# Can opener for removing rings off of canning jars?



## Jennifer L. (May 10, 2002)

I have bad arthritis in my thumbs, and gripping a canning jar to remove the ring after processing (and cooling down, of course) is difficult. Most rings aren't bad, but every canner load seems to have two or three that seem welded on.

Can someone suggest a tool that will make removing jar rings easier?


----------



## Alice In TX/MO (May 10, 2002)

Yes, but an old fashioned beer bottle opener works best. Or the pointy end can opener that leaves a triangle hole in conventional can tops. Just don't pull up as hard.


----------



## Danaus29 (Sep 12, 2005)

I am assuming the OP wants to keep the rings, not destroy them. 

Have you tried wearing rubber dish washing gloves when you try to remove the rings?


----------



## Jennifer L. (May 10, 2002)

Danaus29 said:


> I am assuming the OP wants to keep the rings, not destroy them.
> 
> Have you tried wearing rubber dish washing gloves when you try to remove the rings?

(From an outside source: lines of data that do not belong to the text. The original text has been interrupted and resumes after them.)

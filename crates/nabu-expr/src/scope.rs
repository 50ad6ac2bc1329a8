use std::rc::Rc;

use crate::value::Value;

struct Frame {
    scope: Value,
    next: Option<Rc<Frame>>,
}

/// The ordered chain of scopes an expression can see, innermost first.
///
/// Stacks are persistent: [`with_front`](Self::with_front) returns a new
/// stack that shares every outer frame with `self`, so a `forEach` can give
/// each item its own frame without copying the enclosing chain.
#[derive(Clone, Default)]
pub struct ContextStack {
    head: Option<Rc<Frame>>,
    len: usize,
}

impl ContextStack {
    pub fn new() -> Self {
        Self::default()
    }

    /// A stack holding a single (root) scope.
    pub fn root(scope: impl Into<Value>) -> Self {
        Self::new().with_front(scope)
    }

    /// Returns a new stack with `scope` as the innermost frame.
    pub fn with_front(&self, scope: impl Into<Value>) -> Self {
        Self {
            head: Some(Rc::new(Frame { scope: scope.into(), next: self.head.clone() })),
            len: self.len + 1,
        }
    }

    pub fn len(&self) -> usize {
        self.len
    }

    pub fn is_empty(&self) -> bool {
        self.len == 0
    }

    /// Scopes from innermost to outermost.
    pub fn iter(&self) -> impl Iterator<Item = &Value> {
        std::iter::successors(self.head.as_deref(), |&frame| frame.next.as_deref())
            .map(|frame| &frame.scope)
    }

    /// Finds the innermost scope that owns `name`.
    ///
    /// Returns the owning scope together with the value. A key that is owned
    /// but holds `undefined` does not count: the search moves on to the next
    /// outer scope, so an inner `undefined` never hides an outer value.
    /// `null` is a real value and does stop the search.
    pub fn lookup(&self, name: &str) -> Option<(Value, Value)> {
        self.iter().find_map(|scope| match scope.get_own(name) {
            None | Some(Value::Undefined) => None,
            Some(value) => Some((scope.clone(), value)),
        })
    }
}

/// Index 0 of the vector becomes the innermost scope.
impl From<Vec<Value>> for ContextStack {
    fn from(scopes: Vec<Value>) -> Self {
        scopes
            .into_iter()
            .rev()
            .fold(ContextStack::new(), |stack, scope| stack.with_front(scope))
    }
}
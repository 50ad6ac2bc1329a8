use std::fmt;
use std::rc::Rc;

use crate::error::EvalError;
use crate::scope::ContextStack;
use crate::value::Value;

type ResolveFn = dyn Fn(&ContextStack) -> Result<Value, EvalError>;

/// A compiled expression: a pure function of the context stack.
///
/// Resolvers never modify the stack they are given. Evaluation may still have
/// side effects through the native functions and getters reachable from it.
#[derive(Clone)]
pub struct Resolver(Rc<ResolveFn>);

impl Resolver {
    pub fn new<F>(f: F) -> Self
    where
        F: Fn(&ContextStack) -> Result<Value, EvalError> + 'static,
    {
        Self(Rc::new(f))
    }

    /// A resolver that ignores the stack and yields `value`.
    pub fn constant(value: impl Into<Value>) -> Self {
        let value = value.into();
        Self::new(move |_| Ok(value.clone()))
    }

    pub fn resolve(&self, context: &ContextStack) -> Result<Value, EvalError> {
        (self.0)(context)
    }
}

impl fmt::Debug for Resolver {
    fn fmt(&self, f: &mut fmt::Formatter<'_>) -> fmt::Result {
        f.write_str("Resolver(..)")
    }
}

Yes, I want to keep the rings.

I've tried using silicone pad that look kind of like shelf liner. They give me the grip, but the hard part for me in holding the jar with my left hand (worst thumb is on that hand). I hadn't thought of gloves before, I guess because they aren't something I usually use, but I'll give them a try, thanks! I just took two small turkeys out of the freezer that I got cheap for Thanksgiving and am going to can them in the next couple of days. I'll give the gloves a whirl then.


----------



## po boy (Jul 12, 2010)

I have the same problem and i use something like these> my wife bought the ones I have and they are a soft black mesh pattern and kinda rubbery. Great for bottles.
On my canning jars that are cooled, I wash real well and the ones that are hard to ope, I place a hot wet dishcloth on the top and it makes them easier to open.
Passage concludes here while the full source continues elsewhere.